HOW TO COMPLETE THIS TASK: The whole set of entries is to be restated word for word.

[Stored items]
use std::collections::HashMap;
use std::fmt;
use std::str::FromStr;

/// A user's answer to a safety confirmation prompt.
#[derive(Debug, Clone, Copy, PartialEq, Eq)]
pub enum ToolPermissionDecision {
    AllowOnce,
    AllowSession,
    DenyOnce,
    Block,
}

impl ToolPermissionDecision {
    pub fn allows(self) -> bool {
        matches!(self, Self::AllowOnce | Self::AllowSession)
    }

    /// Whether the decision outlives the prompt that produced it.
    pub fn is_sticky(self) -> bool {
        matches!(self, Self::AllowSession | Self::Block)
    }

    pub fn as_str(self) -> &'static str {
        match self {
            Self::AllowOnce => "allow_once",
            Self::AllowSession => "allow_session",
            Self::DenyOnce => "deny_once",
            Self::Block => "block",
        }
    }
}

impl fmt::Display for ToolPermissionDecision {
    fn fmt(&self, f: &mut fmt::Formatter<'_>) -> fmt::Result {
        f.write_str(self.as_str())
    }
}

impl FromStr for ToolPermissionDecision {
    type Err = String;

    fn from_str(value: &str) -> Result<Self, Self::Err> {
        match value.trim().to_ascii_lowercase().as_str() {
            "y" | "yes" | "allow" | "allow_once" | "once" => Ok(Self::AllowOnce),
            "a" | "always" | "allow_session" | "session" => Ok(Self::AllowSession),
            "n" | "no" | "deny" | "deny_once" => Ok(Self::DenyOnce),
            "b" | "block" => Ok(Self::Block),
            other => Err(format!("Unknown permission decision: {other}")),
        }
    }
}

/// Per-conversation memory of sticky confirmation decisions, keyed by
/// browser action name.
#[derive(Debug, Default)]
pub struct ToolPermissionStore {
    decisions: HashMap<String, ToolPermissionDecision>,
}

impl ToolPermissionStore {
    pub fn record(&mut self, action: &str, decision: ToolPermissionDecision) {
        if !decision.is_sticky() {
            return;
        }
        self.decisions.insert(action.to_string(), decision);
    }

    pub fn decision_for(&self, action: &str) -> Option<ToolPermissionDecision> {
        self.decisions.get(action).copied()
    }
}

ANSWER TO THIS PROBLEM:
use std::collections::HashMap;
use std::fmt;
use std::str::FromStr;

/// A user's answer to a safety confirmation prompt.
#[derive(Debug, Clone, Copy, PartialEq, Eq)]
pub enum ToolPermissionDecision {
    AllowOnce,
    AllowSession,
    DenyOnce,
    Block,
}

impl ToolPermissionDecision {
    pub fn allows(self) -> bool {
        matches!(self, Self::AllowOnce | Self::AllowSession)
    }

    /// Whether the decision outlives the prompt that produced it.
    pub fn is_sticky(self) -> bool {
        matches!(self, Self::AllowSession | Self::Block)
    }

    pub fn as_str(self) -> &'static str {
        match self {
            Self::AllowOnce => "allow_once",
            Self::AllowSession => "allow_session",
            Self::DenyOnce => "deny_once",
            Self::Block => "block",
        }
    }
}

impl fmt::Display for ToolPermissionDecision {
    fn fmt(&self, f: &mut fmt::Formatter<'_>) -> fmt::Result {
        f.write_str(self.as_str())
    }
}

impl FromStr for ToolPermissionDecision {
    type Err = String;

    fn from_str(value: &str) -> Result<Self, Self::Err> {
        match value.trim().to_ascii_lowercase().as_str() {
            "y" | "yes" | "allow" | "allow_once" | "once" => Ok(Self::AllowOnce),
            "a" | "always" | "allow_session" | "session" => Ok(Self::AllowSession),
            "n" | "no" | "deny" | "deny_once" => Ok(Self::DenyOnce),
            "b" | "block" => Ok(Self::Block),
            other => Err(format!("Unknown permission decision: {other}")),
        }
    }
}

/// Per-conversation memory of sticky confirmation decisions, keyed by
/// browser action name.
#[derive(Debug, Default)]
pub struct ToolPermissionStore {
    decisions: HashMap<String, ToolPermissionDecision>,
}

impl ToolPermissionStore {
    pub fn record(&mut self, action: &str, decision: ToolPermissionDecision) {
        if !decision.is_sticky() {
            return;
        }
        self.decisions.insert(action.to_string(), decision);
    }

    pub fn decision_for(&self, action: &str) -> Option<ToolPermissionDecision> {
        self.decisions.get(action).copied()
    }
}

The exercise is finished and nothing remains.